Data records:
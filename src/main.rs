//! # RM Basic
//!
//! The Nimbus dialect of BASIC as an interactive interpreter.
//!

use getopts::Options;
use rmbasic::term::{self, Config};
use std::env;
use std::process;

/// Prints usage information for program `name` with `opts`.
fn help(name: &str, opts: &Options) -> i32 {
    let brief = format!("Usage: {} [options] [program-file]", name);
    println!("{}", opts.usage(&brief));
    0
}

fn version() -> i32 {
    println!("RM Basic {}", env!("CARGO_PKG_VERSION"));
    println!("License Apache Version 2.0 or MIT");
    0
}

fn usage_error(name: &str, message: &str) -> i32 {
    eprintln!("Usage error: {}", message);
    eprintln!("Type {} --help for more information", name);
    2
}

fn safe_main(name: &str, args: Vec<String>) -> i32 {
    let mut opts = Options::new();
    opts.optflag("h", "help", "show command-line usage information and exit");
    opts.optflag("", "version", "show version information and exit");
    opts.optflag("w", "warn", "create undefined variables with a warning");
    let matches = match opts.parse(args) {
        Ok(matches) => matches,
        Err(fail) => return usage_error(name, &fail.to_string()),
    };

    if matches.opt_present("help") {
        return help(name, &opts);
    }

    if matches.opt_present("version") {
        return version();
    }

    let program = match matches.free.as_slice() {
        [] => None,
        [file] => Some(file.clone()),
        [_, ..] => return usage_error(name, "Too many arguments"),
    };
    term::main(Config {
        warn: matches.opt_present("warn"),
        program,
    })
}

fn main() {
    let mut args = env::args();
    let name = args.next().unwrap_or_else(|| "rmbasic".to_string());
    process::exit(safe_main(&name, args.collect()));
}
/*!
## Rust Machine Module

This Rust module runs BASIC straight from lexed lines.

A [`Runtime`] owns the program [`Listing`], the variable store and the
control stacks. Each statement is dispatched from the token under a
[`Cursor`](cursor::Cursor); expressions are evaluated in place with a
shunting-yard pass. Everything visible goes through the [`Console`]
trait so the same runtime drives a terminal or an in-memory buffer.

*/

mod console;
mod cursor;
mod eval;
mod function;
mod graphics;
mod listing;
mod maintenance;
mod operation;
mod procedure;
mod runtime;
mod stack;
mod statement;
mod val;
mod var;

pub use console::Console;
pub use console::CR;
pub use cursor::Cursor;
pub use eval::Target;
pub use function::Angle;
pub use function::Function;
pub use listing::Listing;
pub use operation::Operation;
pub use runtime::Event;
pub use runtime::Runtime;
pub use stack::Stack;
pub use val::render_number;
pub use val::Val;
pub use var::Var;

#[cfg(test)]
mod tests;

__Task brief__. In the answer, give the lines from the first line of the data through the line with "fn help(name: &str, opts: &Options)", exactly as they appear and with no additions.

__Written response__.
filename src/main.rs
//! # RM Basic
//!
//! The Nimbus dialect of BASIC as an interactive interpreter.
//!

use getopts::Options;
use rmbasic::term::{self, Config};
use std::env;
use std::process;

/// Prints usage information for program `name` with `opts`.
fn help(name: &str, opts: &Options) -> i32 {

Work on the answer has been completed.